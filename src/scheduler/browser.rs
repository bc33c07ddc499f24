//! `window.setTimeout` scheduler

use std::cell::{Cell, RefCell};
use std::collections::HashMap;
use std::rc::Rc;

use wasm_bindgen::closure::Closure;
use wasm_bindgen::JsCast;
use web_sys::Window;

use crate::errors::{BlockError, Result};
use crate::scheduler::{Scheduler, Task, TimerHandle};

/// Schedules tasks on the page's event loop
///
/// Timer closures stay owned here until they have fired or been cancelled.
/// A closure cannot be dropped while it runs, so fired ones are released on
/// the next `schedule`/`cancel` call.
pub struct BrowserScheduler {
    window: Window,
    live: RefCell<HashMap<i32, Closure<dyn FnMut()>>>,
    fired: Rc<RefCell<Vec<i32>>>,
}

impl BrowserScheduler {
    pub fn new() -> Result<Self> {
        let window = web_sys::window()
            .ok_or_else(|| BlockError::Scheduler("No global window".to_string()))?;
        Ok(Self {
            window,
            live: RefCell::new(HashMap::new()),
            fired: Rc::new(RefCell::new(Vec::new())),
        })
    }

    fn release_fired(&self) {
        let fired: Vec<i32> = self.fired.borrow_mut().drain(..).collect();
        let mut live = self.live.borrow_mut();
        for id in fired {
            live.remove(&id);
        }
    }
}

impl Scheduler for BrowserScheduler {
    fn schedule(&self, delay_ms: u32, task: Task) -> Result<TimerHandle> {
        self.release_fired();

        let id_slot = Rc::new(Cell::new(0));
        let slot = Rc::clone(&id_slot);
        let fired = Rc::clone(&self.fired);
        let mut task = Some(task);

        let closure = Closure::<dyn FnMut()>::new(move || {
            if let Some(task) = task.take() {
                task();
            }
            fired.borrow_mut().push(slot.get());
        });

        let timeout = i32::try_from(delay_ms).unwrap_or(i32::MAX);
        let id = self
            .window
            .set_timeout_with_callback_and_timeout_and_arguments_0(
                closure.as_ref().unchecked_ref(),
                timeout,
            )
            .map_err(|e| BlockError::Scheduler(format!("setTimeout failed: {:?}", e)))?;

        id_slot.set(id);
        self.live.borrow_mut().insert(id, closure);
        Ok(TimerHandle(id))
    }

    fn cancel(&self, handle: TimerHandle) {
        self.window.clear_timeout_with_handle(handle.0);
        self.release_fired();
        self.live.borrow_mut().remove(&handle.0);
    }
}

> TASK DESCRIPTION
Everything from the line containing "Ok(TimerHandle(id))" to the last line of the material above should be printed exactly, both ends included.

> RESULT OF THIS TASK
        Ok(TimerHandle(id))
    }

    fn cancel(&self, handle: TimerHandle) {
        self.window.clear_timeout_with_handle(handle.0);
        self.release_fired();
        self.live.borrow_mut().remove(&handle.0);
    }
}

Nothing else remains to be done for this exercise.